Le deuxième outil est un barème médical unique. Il ne s'agit pas de toucher aux barèmes spécifiques à certaines législations relatives aux accidents du travail, aux maladies professionnelles ou aux pensions militaires. Il n'est pas question de toucher à ces barèmes officiels, élaborés dans la transparence. En revanche, pour tout ce qui relève d'indemnités qui ne sont pas régies par des barèmes officiels spécifiques, divers barèmes officieux coexistent : les uns ont la faveur des assureurs, les autres celle des associations. Conséquence : selon le barème appliqué, la victime n'aura pas le même taux d'incapacité. Nous proposons de remplacer les documents officieux et contradictoires par un barème officiel, élaboré dans la transparence.

Troisième outil : une base de données complète sur l'indemnisation des dommages corporels. Avec un tel outil, juges, victimes, avocats et assureurs sauront, pour chaque type de préjudice, quelle indemnité a été allouée dans quelles circonstances. Une telle base de données est déjà prévue par les textes, mais, faute d'un contrôle suffisant par l'État, elle fonctionne mal. Il faut donc renforcer son cadre légal.

Deuxième point : pour renforcer l'impartialité et le caractère contradictoire de la procédure d'indemnisation, nous proposons de reconnaître et d'encadrer les expertises médicales, sous l'autorité de l'Ordre des médecins. Son conseil national définira les compétences ou l'expérience requises pour être médecin conseil dans le domaine du préjudice corporel. Ses conseils départementaux tiendront la liste des médecins compétents et recueilleront leurs déclarations d'intérêts. Parallèlement, les victimes seront informées des risques de conflits d'intérêts des médecins, afin qu'elles puissent choisir leur conseil de façon éclairée.

Troisième point, notre texte tend à rééquilibrer la procédure d'indemnisation dans un sens plus favorable aux victimes.
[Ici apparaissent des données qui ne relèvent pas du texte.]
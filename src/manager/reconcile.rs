//! Startup reconciliation of persisted sessions with stored device
//! credentials.

use std::collections::HashMap;
use std::sync::Arc;

use serde::Serialize;
use tracing::{debug, error, info, warn};

use super::SessionManager;
use crate::error::GatewayError;
use crate::session::{ConnectionHandle, HandleKey, Session, SessionStatus};
use crate::transport::{DeviceProvider, Jid, TransportClient};
use crate::Result;

/// Counts from one reconciliation pass.
#[derive(Debug, Clone, Copy, Default, PartialEq, Eq, Serialize)]
pub struct ReconcileReport {
    pub total: usize,
    /// Sessions whose device id was filled in from stored credentials.
    pub backfilled: usize,
    /// Sessions with a handle registered and a connect under way.
    pub reconnected: usize,
    /// Previously paired sessions without credentials, put back to pending.
    pub pending: usize,
    pub failed: usize,
}

enum Resumed {
    Connecting,
    NoCredentials,
}

impl SessionManager {
    /// Re-establish connections for sessions that completed pairing before
    /// the last shutdown.
    ///
    /// Per-session failures are logged and mark that session disconnected;
    /// only failing to load the session inventory is an error.
    pub async fn reconcile(&self) -> Result<ReconcileReport> {
        let sessions = self.repo.list().await?;
        let devices = match self.devices.all_devices().await {
            Ok(devices) => devices,
            Err(e) => {
                warn!(error = %e, "failed to list stored devices");
                Vec::new()
            }
        };
        info!(sessions = sessions.len(), devices = devices.len(), "reconciling sessions");

        let by_account: HashMap<&str, &Jid> = devices.iter().map(|d| (d.account(), d)).collect();
        let mut report = ReconcileReport::default();

        for mut session in sessions {
            report.total += 1;

            if session.device_id().is_none() {
                if let Some(device) = session.account_id().and_then(|a| by_account.get(a)) {
                    let device_id = device.to_string();
                    match self.repo.update_device_id(session.id, &device_id).await {
                        Ok(()) => {
                            debug!(session_key = %session.session_key, %device_id, "device id backfilled");
                            session.device_id = Some(device_id);
                            report.backfilled += 1;
                        }
                        Err(e) => warn!(session_key = %session.session_key, error = %e, "failed to backfill device id"),
                    }
                }
            }

            if !session.status.was_paired() || session.account_id().is_none() {
                continue;
            }

            match self.resume(&session, &devices).await {
                Ok(Resumed::Connecting) => report.reconnected += 1,
                Ok(Resumed::NoCredentials) => report.pending += 1,
                Err(e) => {
                    error!(
                        tenant_id = %session.tenant_id,
                        session_key = %session.session_key,
                        error = %e,
                        "failed to reconnect session"
                    );
                    report.failed += 1;
                    if let Err(e) = self
                        .repo
                        .update_status(session.id, SessionStatus::Disconnected, None, None)
                        .await
                    {
                        warn!(session_key = %session.session_key, error = %e, "failed to mark session disconnected");
                    }
                }
            }
        }

        info!(
            total = report.total,
            backfilled = report.backfilled,
            reconnected = report.reconnected,
            pending = report.pending,
            failed = report.failed,
            "reconciliation finished"
        );
        Ok(report)
    }

    async fn resume(&self, session: &Session, devices: &[Jid]) -> Result<Resumed> {
        let Some(device) = self.resolve_device(session, devices).await else {
            info!(session_key = %session.session_key, "no stored credentials, session back to pending");
            self.repo
                .update_status(session.id, SessionStatus::Pending, None, None)
                .await?;
            return Ok(Resumed::NoCredentials);
        };

        let client = self
            .devices
            .client_for(&device)
            .await
            .map_err(|e| GatewayError::transport("failed to load device", e))?;
        let key = HandleKey::new(&session.tenant_id, &session.session_key);
        let handle = Arc::new(ConnectionHandle::new(session.id, key, client));
        self.attach_events(&handle)?;
        self.install(Arc::clone(&handle)).await?;

        let repo = Arc::clone(&self.repo);
        tokio::spawn(async move {
            let lifetime = handle.lifetime();
            let result = tokio::select! {
                _ = lifetime.cancelled() => return,
                result = handle.client().connect() => result,
            };
            if let Err(e) = result {
                warn!(key = %handle.key(), error = %e, "reconnect failed");
                if let Err(e) = repo
                    .update_status(handle.session_id(), SessionStatus::Disconnected, None, None)
                    .await
                {
                    warn!(key = %handle.key(), error = %e, "failed to mark session disconnected");
                }
            }
        });

        debug!(session_key = %session.session_key, %device, "reconnect started");
        Ok(Resumed::Connecting)
    }

    /// Find stored credentials for a session: by recorded device id, then by
    /// the account address, then by scanning every device of the account.
    async fn resolve_device(&self, session: &Session, devices: &[Jid]) -> Option<Jid> {
        let account = session.account_id()?;

        if let Some(raw) = session.device_id() {
            match raw.parse::<Jid>() {
                Ok(jid) => match self.devices.get_device(&jid).await {
                    Ok(Some(device)) => return Some(device),
                    Ok(None) => {}
                    Err(e) => warn!(device = %jid, error = %e, "device lookup failed"),
                },
                Err(e) => warn!(session_key = %session.session_key, error = %e, "stored device id is malformed"),
            }
        }

        let user = Jid::user(account);
        match self.devices.get_device(&user).await {
            Ok(Some(device)) => return Some(device),
            Ok(None) => {}
            Err(e) => warn!(device = %user, error = %e, "device lookup failed"),
        }

        devices.iter().find(|d| d.account() == account).cloned()
    }
}

#[cfg(test)]
mod tests {
    use super::*;
    use std::time::Duration;

    use async_trait::async_trait;

    use crate::manager::ManagerConfig;
    use crate::session::SessionProfile;
    use crate::store::{MemorySessionRepository, SessionRepository};
    use crate::transport::loopback::LoopbackProvider;
    use crate::transport::TransportError;

    async fn paired(
        repo: &MemorySessionRepository,
        key: &str,
        account: &str,
        device_id: Option<&str>,
        status: SessionStatus,
    ) -> Session {
        let mut session = Session::new("t1", key, &SessionProfile::new(key, format!("{key}@example.com")));
        session.account_id = Some(account.to_string());
        session.device_id = device_id.map(str::to_string);
        session.status = status;
        repo.create(&session).await.unwrap();
        session
    }

    fn manager(
        repo: &Arc<MemorySessionRepository>,
        devices: Arc<dyn DeviceProvider>,
    ) -> SessionManager {
        SessionManager::new(repo.clone(), devices, ManagerConfig::default()).unwrap()
    }

    #[tokio::test]
    async fn test_reconnects_paired_sessions() {
        let provider = LoopbackProvider::new();
        let jid = provider.provision("5511999");
        let repo = Arc::new(MemorySessionRepository::new());
        let session = paired(&repo, "alice", "5511999", Some(&jid.to_string()), SessionStatus::Connected).await;
        let manager = manager(&repo, Arc::new(provider.clone()));

        let report = manager.reconcile().await.unwrap();
        assert_eq!(report.total, 1);
        assert_eq!(report.reconnected, 1);
        assert!(manager.handle("t1", "alice").unwrap().is_some());

        tokio::time::sleep(Duration::from_millis(50)).await;
        assert!(provider.last_client().unwrap().is_connected());
        let stored = repo.get_by_id(session.id).await.unwrap();
        assert_eq!(stored.status, SessionStatus::Connected);
    }

    #[tokio::test]
    async fn test_backfills_device_id_and_scans_by_account() {
        let provider = LoopbackProvider::new();
        let jid = provider.provision("5511888");
        let repo = Arc::new(MemorySessionRepository::new());
        let session = paired(&repo, "bob", "5511888", None, SessionStatus::Disconnected).await;
        let manager = manager(&repo, Arc::new(provider.clone()));

        let report = manager.reconcile().await.unwrap();
        assert_eq!(report.backfilled, 1);
        assert_eq!(report.reconnected, 1);
        let stored = repo.get_by_id(session.id).await.unwrap();
        assert_eq!(stored.device_id, Some(jid.to_string()));
    }

    #[tokio::test]
    async fn test_missing_credentials_mark_pending() {
        let provider = LoopbackProvider::new();
        let repo = Arc::new(MemorySessionRepository::new());
        let session = paired(&repo, "carol", "5511777", Some("5511777:3@s.whatsapp.net"), SessionStatus::Connected).await;
        let manager = manager(&repo, Arc::new(provider));

        let report = manager.reconcile().await.unwrap();
        assert_eq!(report.pending, 1);
        assert!(manager.registry().is_empty().unwrap());
        let stored = repo.get_by_id(session.id).await.unwrap();
        assert_eq!(stored.status, SessionStatus::Pending);
    }

    #[tokio::test]
    async fn test_skips_unpaired_sessions() {
        let provider = LoopbackProvider::new();
        provider.provision("5511666");
        let repo = Arc::new(MemorySessionRepository::new());
        paired(&repo, "dave", "5511666", None, SessionStatus::Pending).await;
        let manager = manager(&repo, Arc::new(provider));

        let report = manager.reconcile().await.unwrap();
        assert_eq!(report.reconnected, 0);
        assert!(manager.registry().is_empty().unwrap());
    }

    #[tokio::test]
    async fn test_async_connect_failure_marks_disconnected() {
        let provider = LoopbackProvider::new();
        let jid = provider.provision("5511555");
        provider.configure(|c| c.fail_connect = true);
        let repo = Arc::new(MemorySessionRepository::new());
        let session = paired(&repo, "erin", "5511555", Some(&jid.to_string()), SessionStatus::Connected).await;
        let manager = manager(&repo, Arc::new(provider));

        manager.reconcile().await.unwrap();
        tokio::time::sleep(Duration::from_millis(50)).await;
        let stored = repo.get_by_id(session.id).await.unwrap();
        assert_eq!(stored.status, SessionStatus::Disconnected);
    }

    /// Provider whose credentials exist but cannot be loaded.
    struct BrokenLoader(LoopbackProvider);

    #[async_trait]
    impl DeviceProvider for BrokenLoader {
        async fn new_device(&self) -> std::result::Result<Arc<dyn TransportClient>, TransportError> {
            self.0.new_device().await
        }
        async fn all_devices(&self) -> std::result::Result<Vec<Jid>, TransportError> {
            self.0.all_devices().await
        }
        async fn get_device(&self, jid: &Jid) -> std::result::Result<Option<Jid>, TransportError> {
            self.0.get_device(jid).await
        }
        async fn client_for(&self, _: &Jid) -> std::result::Result<Arc<dyn TransportClient>, TransportError> {
            Err(TransportError::Device("corrupt credential".into()))
        }
        async fn delete_device(&self, jid: &Jid) -> std::result::Result<(), TransportError> {
            self.0.delete_device(jid).await
        }
    }

    #[tokio::test]
    async fn test_failure_does_not_abort_pass() {
        let provider = LoopbackProvider::new();
        let a = provider.provision("5511001");
        let b = provider.provision("5511002");
        let repo = Arc::new(MemorySessionRepository::new());
        let first = paired(&repo, "frank", "5511001", Some(&a.to_string()), SessionStatus::Connected).await;
        let second = paired(&repo, "gina", "5511002", Some(&b.to_string()), SessionStatus::Connected).await;
        let manager = manager(&repo, Arc::new(BrokenLoader(provider)));

        let report = manager.reconcile().await.unwrap();
        assert_eq!(report.total, 2);
        assert_eq!(report.failed, 2);
        for id in [first.id, second.id] {
            assert_eq!(
                repo.get_by_id(id).await.unwrap().status,
                SessionStatus::Disconnected
            );
        }
    }
}
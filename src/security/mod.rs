//! Request authentication for the API layer.
//!
//! Every route except `/health` needs the shared token in the `apitoken`
//! header. Session routes also need a `SESSIONKEY` header naming the tenant;
//! sessions of other tenants are invisible to the request.

pub mod auth;

pub use auth::{auth_middleware, ApiAuth, Tenant, TENANT_HEADER, TOKEN_HEADER};
//! Register, pairing-code query, disconnect, delete, list and shutdown.

use std::sync::atomic::Ordering;
use std::sync::Arc;

use chrono::{DateTime, Utc};
use serde::Serialize;
use tokio::task::JoinSet;
use tracing::{debug, info, warn};
use uuid::Uuid;

use super::SessionManager;
use crate::error::GatewayError;
use crate::pairing::PairingOutcome;
use crate::session::{ConnectionHandle, HandleKey, Session, SessionProfile, SessionStatus};
use crate::store::StoreError;
use crate::transport::TransportClient;
use crate::Result;

/// Result of a registration.
#[derive(Debug, Clone, PartialEq, Eq, Serialize)]
pub struct Registration {
    pub id: Uuid,
    pub session_key: String,
    pub status: SessionStatus,
    /// Base64 PNG to scan, absent when the session connected right away.
    pub qr_code_base64: Option<String>,
    pub expires_at: Option<DateTime<Utc>>,
}

/// Answer to a pairing-code query.
#[derive(Debug, Clone, PartialEq, Eq)]
pub enum PairingCode {
    /// A code valid until `expires_at`.
    Code {
        code: String,
        expires_at: DateTime<Utc>,
    },
    /// The session is paired and needs no code.
    AlreadyConnected,
}

/// What a disconnect did.
#[derive(Debug, Clone, Copy, PartialEq, Eq)]
pub enum DisconnectOutcome {
    /// A live handle was torn down and the session marked disconnected.
    Disconnected,
    /// There was no live handle. Nothing changed.
    NotConnected,
}

impl SessionManager {
    /// Register (or re-register) a session and wait for a pairing code.
    ///
    /// Any live handle for the key is torn down first. An existing record is
    /// reset in place; otherwise a pending record is created.
    pub async fn register(
        &self,
        tenant_id: &str,
        session_key: &str,
        profile: SessionProfile,
    ) -> Result<Registration> {
        let key = HandleKey::new(tenant_id, session_key);

        if let Some(other) = self.repo.find_by_email(tenant_id, &profile.email).await? {
            if other.session_key != session_key {
                return Err(GatewayError::Conflict(format!(
                    "email '{}' is already used by another session",
                    profile.email
                )));
            }
        }

        if let Some(previous) = self.registry.remove(&key)? {
            info!(%key, "tearing down previous connection for re-registration");
            previous.teardown().await;
        }

        let session = self.upsert_session(tenant_id, session_key, &profile).await?;
        let handle = self.open_pairing(&key, &session).await?;

        match self.pairing.wait(&handle).await? {
            PairingOutcome::Connected(device) => {
                handle.cancel_pairing()?;
                let device_id = device.to_string();
                if let Err(e) = self
                    .repo
                    .update_status(
                        session.id,
                        SessionStatus::Connected,
                        Some(device.account()),
                        Some(&device_id),
                    )
                    .await
                {
                    warn!(%key, error = %e, "failed to record connected status");
                }
                info!(%key, device = %device_id, "session connected during registration");
                Ok(Registration {
                    id: session.id,
                    session_key: session.session_key,
                    status: SessionStatus::Connected,
                    qr_code_base64: None,
                    expires_at: None,
                })
            }
            PairingOutcome::Code(code) => {
                info!(%key, expires_at = %code.expires_at, "pairing code ready");
                Ok(Registration {
                    id: session.id,
                    session_key: session.session_key,
                    status: SessionStatus::Pending,
                    qr_code_base64: Some(code.code),
                    expires_at: Some(code.expires_at),
                })
            }
        }
    }

    async fn upsert_session(
        &self,
        tenant_id: &str,
        session_key: &str,
        profile: &SessionProfile,
    ) -> Result<Session> {
        match self.repo.get_by_key_and_tenant(session_key, tenant_id).await {
            Ok(mut existing) => {
                self.repo.reset_for_reregister(existing.id, profile).await?;
                existing.reset(profile);
                debug!(tenant_id, session_key, "session reset for re-registration");
                Ok(existing)
            }
            Err(StoreError::NotFound(_)) => {
                let session = Session::new(tenant_id, session_key, profile);
                self.repo.create(&session).await?;
                Ok(session)
            }
            Err(e) => Err(e.into()),
        }
    }

    /// Allocate a fresh device, start its pairing flow, register the handle
    /// and connect.
    async fn open_pairing(
        &self,
        key: &HandleKey,
        session: &Session,
    ) -> Result<Arc<ConnectionHandle>> {
        let client = self
            .devices
            .new_device()
            .await
            .map_err(|e| GatewayError::transport("failed to allocate device", e))?;
        let handle = Arc::new(ConnectionHandle::new(session.id, key.clone(), client));

        self.attach_events(&handle)?;
        if let Err(e) = self.pairing.start(&handle).await {
            handle.teardown().await;
            return Err(e);
        }
        self.install(Arc::clone(&handle)).await?;

        if let Err(e) = handle.client().connect().await {
            self.registry.remove_if_same(key, &handle)?;
            handle.teardown().await;
            return Err(GatewayError::transport("failed to connect", e));
        }
        Ok(handle)
    }

    /// Current pairing code of a session.
    ///
    /// A code is never returned past its expiry: an expired cached code is
    /// refreshed once, and [`GatewayError::Expired`] is returned if that
    /// fails.
    pub async fn pairing_code(&self, tenant_id: &str, session_key: &str) -> Result<PairingCode> {
        let session = self.repo.get_by_key_and_tenant(session_key, tenant_id).await?;
        let key = HandleKey::new(tenant_id, session_key);
        let now = Utc::now();

        let Some(handle) = self.registry.get(&key)? else {
            if let (Some(code), Some(expires_at)) = (&session.pairing_code, session.pairing_expires_at) {
                return if now < expires_at {
                    Ok(PairingCode::Code {
                        code: code.clone(),
                        expires_at,
                    })
                } else {
                    Err(GatewayError::Expired)
                };
            }
            if session.status == SessionStatus::Connected {
                return Ok(PairingCode::AlreadyConnected);
            }
            return Err(GatewayError::NotGenerated);
        };

        if handle.identity().is_some() {
            return Ok(PairingCode::AlreadyConnected);
        }

        let cached = handle.code()?.ok_or(GatewayError::NotGenerated)?;
        if !cached.is_expired(now) {
            return Ok(PairingCode::Code {
                code: cached.code,
                expires_at: cached.expires_at,
            });
        }

        match self.pairing.refresh(&handle).await {
            Ok(PairingOutcome::Code(code)) => Ok(PairingCode::Code {
                code: code.code,
                expires_at: code.expires_at,
            }),
            Ok(PairingOutcome::Connected(_)) => Ok(PairingCode::AlreadyConnected),
            Err(e) => {
                warn!(%key, error = %e, "pairing code refresh failed");
                Err(GatewayError::Expired)
            }
        }
    }

    /// Tear down a session's live connection and mark it disconnected.
    pub async fn disconnect(&self, tenant_id: &str, session_key: &str) -> Result<DisconnectOutcome> {
        let session = self.repo.get_by_key_and_tenant(session_key, tenant_id).await?;
        let key = HandleKey::new(tenant_id, session_key);

        let Some(handle) = self.registry.remove(&key)? else {
            debug!(%key, "disconnect requested without a live connection");
            return Ok(DisconnectOutcome::NotConnected);
        };

        handle.teardown().await;
        self.repo
            .update_status(session.id, SessionStatus::Disconnected, None, None)
            .await?;
        info!(%key, "session disconnected");
        Ok(DisconnectOutcome::Disconnected)
    }

    /// Disconnect (best effort) and delete a session.
    pub async fn delete(&self, tenant_id: &str, session_key: &str) -> Result<()> {
        if let Err(e) = self.disconnect(tenant_id, session_key).await {
            debug!(tenant_id, session_key, error = %e, "disconnect before delete failed");
        }

        let session = self.repo.get_by_key_and_tenant(session_key, tenant_id).await?;
        self.repo.delete(session.id).await?;
        info!(tenant_id, session_key, "session deleted");
        Ok(())
    }

    /// Sessions of a tenant, newest first.
    pub async fn list(&self, tenant_id: &str) -> Result<Vec<Session>> {
        Ok(self.repo.list_by_tenant(tenant_id).await?)
    }

    /// One session of a tenant.
    pub async fn session(&self, tenant_id: &str, session_key: &str) -> Result<Session> {
        Ok(self.repo.get_by_key_and_tenant(session_key, tenant_id).await?)
    }

    /// Tear down every live connection. Only the first call does anything.
    pub async fn shutdown(&self) {
        if self.shut_down.swap(true, Ordering::SeqCst) {
            return;
        }

        let handles = match self.registry.drain() {
            Ok(handles) => handles,
            Err(e) => {
                warn!(error = %e, "failed to drain session registry");
                return;
            }
        };

        let count = handles.len();
        let mut tasks = JoinSet::new();
        for (_, handle) in handles {
            tasks.spawn(async move { handle.teardown().await });
        }
        while tasks.join_next().await.is_some() {}
        info!(count, "all sessions disconnected");
    }
}
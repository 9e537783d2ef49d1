//! Media payload preparation: base64 decoding, remote download, content
//! type detection and file naming.

use std::time::Duration;

use base64::engine::general_purpose::STANDARD;
use base64::Engine as _;
use tracing::debug;

use crate::error::GatewayError;
use crate::Result;

const OCTET_STREAM: &str = "application/octet-stream";

/// Media bytes ready for upload.
#[derive(Debug, Clone, PartialEq, Eq)]
pub struct MediaPayload {
    pub data: Vec<u8>,
    pub content_type: String,
    pub file_name: String,
}

/// Where media for an outgoing message comes from.
#[derive(Debug, Clone, PartialEq, Eq)]
pub enum MediaSource {
    /// Base64 text, optionally a `data:` URI.
    Base64(String),
    /// Remote URL fetched over HTTP(S).
    Url(String),
}

/// Decode base64 media. A `data:` URI prefix is stripped and its media type
/// used when `mime_type` is not given; otherwise the type is sniffed.
pub fn decode_base64(input: &str, mime_type: Option<&str>) -> Result<MediaPayload> {
    let mut body = input.trim();
    let mut declared = mime_type.filter(|m| !m.is_empty()).map(str::to_string);

    if let Some(rest) = body.strip_prefix("data:") {
        let (header, data) = rest
            .split_once(',')
            .ok_or_else(|| GatewayError::InvalidMedia("malformed data URI".into()))?;
        if declared.is_none() {
            let media_type = header.split(';').next().unwrap_or_default();
            if !media_type.is_empty() {
                declared = Some(media_type.to_string());
            }
        }
        body = data;
    }

    let cleaned: String = body
        .replace("\\n", "")
        .replace("\\r", "")
        .chars()
        .filter(|c| !c.is_whitespace())
        .collect();
    if cleaned.is_empty() {
        return Err(GatewayError::InvalidMedia("empty media payload".into()));
    }

    let data = STANDARD
        .decode(cleaned.as_bytes())
        .map_err(|e| GatewayError::InvalidMedia(format!("invalid base64: {}", e)))?;
    let content_type = declared.unwrap_or_else(|| sniff_content_type(&data).to_string());
    let file_name = file_name(None, &content_type);

    Ok(MediaPayload {
        data,
        content_type,
        file_name,
    })
}

/// Downloads remote media with a size cap and a deadline.
#[derive(Clone)]
pub struct MediaFetcher {
    client: reqwest::Client,
    max_bytes: usize,
    timeout: Duration,
}

impl MediaFetcher {
    pub fn new(max_bytes: usize, timeout: Duration) -> Result<Self> {
        let client = reqwest::Client::builder()
            .connect_timeout(Duration::from_secs(10))
            .timeout(timeout)
            .build()
            .map_err(|e| GatewayError::MediaDownload(e.to_string()))?;
        Ok(Self {
            client,
            max_bytes,
            timeout,
        })
    }

    /// Fetch `url`. The response `Content-Type` wins over sniffing unless
    /// `mime_type` is given.
    pub async fn fetch(&self, url: &str, mime_type: Option<&str>) -> Result<MediaPayload> {
        tokio::time::timeout(self.timeout, self.fetch_inner(url, mime_type))
            .await
            .map_err(|_| GatewayError::MediaDownload(format!("timed out fetching {}", url)))?
    }

    async fn fetch_inner(&self, url: &str, mime_type: Option<&str>) -> Result<MediaPayload> {
        let parsed = reqwest::Url::parse(url)
            .map_err(|e| GatewayError::InvalidMedia(format!("invalid media URL: {}", e)))?;
        if !matches!(parsed.scheme(), "http" | "https") {
            return Err(GatewayError::InvalidMedia(format!(
                "unsupported URL scheme: {}",
                parsed.scheme()
            )));
        }

        let mut response = self
            .client
            .get(parsed.clone())
            .send()
            .await
            .map_err(|e| GatewayError::MediaDownload(e.to_string()))?;

        let status = response.status();
        if !status.is_success() {
            return Err(GatewayError::MediaDownload(format!("status {}", status)));
        }

        let header_type = response
            .headers()
            .get(reqwest::header::CONTENT_TYPE)
            .and_then(|v| v.to_str().ok())
            .and_then(|v| v.split(';').next())
            .map(|v| v.trim().to_string())
            .filter(|v| !v.is_empty());

        let mut data = Vec::new();
        while let Some(chunk) = response
            .chunk()
            .await
            .map_err(|e| GatewayError::MediaDownload(e.to_string()))?
        {
            if data.len() + chunk.len() > self.max_bytes {
                return Err(GatewayError::InvalidMedia(format!(
                    "media exceeds {} bytes",
                    self.max_bytes
                )));
            }
            data.extend_from_slice(&chunk);
        }
        debug!(url, bytes = data.len(), "media downloaded");

        let content_type = mime_type
            .filter(|m| !m.is_empty())
            .map(str::to_string)
            .or(header_type)
            .unwrap_or_else(|| sniff_content_type(&data).to_string());
        let file_name = file_name(url_extension(&parsed).as_deref(), &content_type);

        Ok(MediaPayload {
            data,
            content_type,
            file_name,
        })
    }
}

fn url_extension(url: &reqwest::Url) -> Option<String> {
    let last = url.path_segments()?.next_back()?;
    let (stem, ext) = last.rsplit_once('.')?;
    if stem.is_empty() || ext.is_empty() || ext.len() > 8 {
        return None;
    }
    Some(ext.to_ascii_lowercase())
}

fn file_name(extension: Option<&str>, content_type: &str) -> String {
    match extension.or_else(|| extension_for(content_type)) {
        Some(ext) => format!("media.{}", ext),
        None => "media".to_string(),
    }
}

/// Detect a content type from leading magic bytes.
pub fn sniff_content_type(data: &[u8]) -> &'static str {
    match data {
        [0x89, b'P', b'N', b'G', ..] => "image/png",
        [0xff, 0xd8, 0xff, ..] => "image/jpeg",
        [b'G', b'I', b'F', b'8', ..] => "image/gif",
        [b'R', b'I', b'F', b'F', _, _, _, _, b'W', b'E', b'B', b'P', ..] => "image/webp",
        [b'R', b'I', b'F', b'F', _, _, _, _, b'W', b'A', b'V', b'E', ..] => "audio/wav",
        [_, _, _, _, b'f', b't', b'y', b'p', ..] => "video/mp4",
        [b'O', b'g', b'g', b'S', ..] => "audio/ogg",
        [b'I', b'D', b'3', ..] | [0xff, 0xfb, ..] => "audio/mpeg",
        [b'%', b'P', b'D', b'F', b'-', ..] => "application/pdf",
        [b'P', b'K', 0x03, 0x04, ..] => "application/zip",
        _ if !data.is_empty() && std::str::from_utf8(data).is_ok() => "text/plain",
        _ => OCTET_STREAM,
    }
}

/// Usual file extension for a content type.
pub fn extension_for(content_type: &str) -> Option<&'static str> {
    let ext = match content_type {
        "image/png" => "png",
        "image/jpeg" => "jpg",
        "image/gif" => "gif",
        "image/webp" => "webp",
        "video/mp4" => "mp4",
        "video/3gpp" => "3gp",
        "audio/ogg" => "ogg",
        "audio/mpeg" => "mp3",
        "audio/wav" => "wav",
        "audio/aac" => "aac",
        "application/pdf" => "pdf",
        "application/zip" => "zip",
        "application/msword" => "doc",
        "application/vnd.openxmlformats-officedocument.wordprocessingml.document" => "docx",
        "application/vnd.ms-excel" => "xls",
        "application/vnd.openxmlformats-officedocument.spreadsheetml.sheet" => "xlsx",
        "text/plain" => "txt",
        "text/csv" => "csv",
        _ => return None,
    };
    Some(ext)
}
Notamment, pour qu'elles soient mieux informées de leurs droits, l'assureur devra leur remettre une notice officielle d'information dès son premier courrier.

Pour faciliter le retour à leur domicile, qui suppose souvent l'aide d'une tierce personne ou un aménagement de leur logement et de leur véhicule, les victimes pourront obtenir, de plein droit, une provision sur indemnité : c'est une véritable avancée.

Enfin, pour éviter toute transaction hâtive, nous proposons de porter de quinze jours à un mois le délai laissé à la victime pour dénoncer une indemnisation à l'amiable.

Telles sont quelques-unes des principales mesures que nous vous proposons et qui, sans remettre en cause les principes de la loi Badinter, sont de nature à améliorer la protection des victimes. (Applaudissements sur les bancs du groupe UMP.)